- [Problem details]: Reproduce the entries below character for character.

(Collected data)
-- -- --
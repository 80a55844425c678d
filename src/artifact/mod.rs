//! Model artifact discovery.
//!
//! Checkpoints written during training embed their step count in the file
//! name (`rl_model_30000_steps.zip`). [`ArtifactSelector`] picks the most
//! advanced one from a directory; [`ModelResolver`] decides between a named
//! final model and the checkpoint directory before an evaluation run.

pub mod error;
pub mod naming;
pub mod resolver;
pub mod selector;

pub use error::ArtifactError;
pub use naming::{ArtifactPattern, CheckpointNaming, ModelArtifact};
pub use resolver::{ModelResolver, ModelSource, ResolveOrder, ResolvedModel};
pub use selector::{ArtifactSelector, MalformedPolicy, TagRule};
-- -- --
- [Answer for the task]:
repository 80a55844425c678d
filename src/artifact/mod.rs
//! Model artifact discovery.
//!
//! Checkpoints written during training embed their step count in the file
//! name (`rl_model_30000_steps.zip`). [`ArtifactSelector`] picks the most
//! advanced one from a directory; [`ModelResolver`] decides between a named
//! final model and the checkpoint directory before an evaluation run.

pub mod error;
pub mod naming;
pub mod resolver;
pub mod selector;

pub use error::ArtifactError;
pub use naming::{ArtifactPattern, CheckpointNaming, ModelArtifact};
pub use resolver::{ModelResolver, ModelSource, ResolveOrder, ResolvedModel};
pub use selector::{ArtifactSelector, MalformedPolicy, TagRule};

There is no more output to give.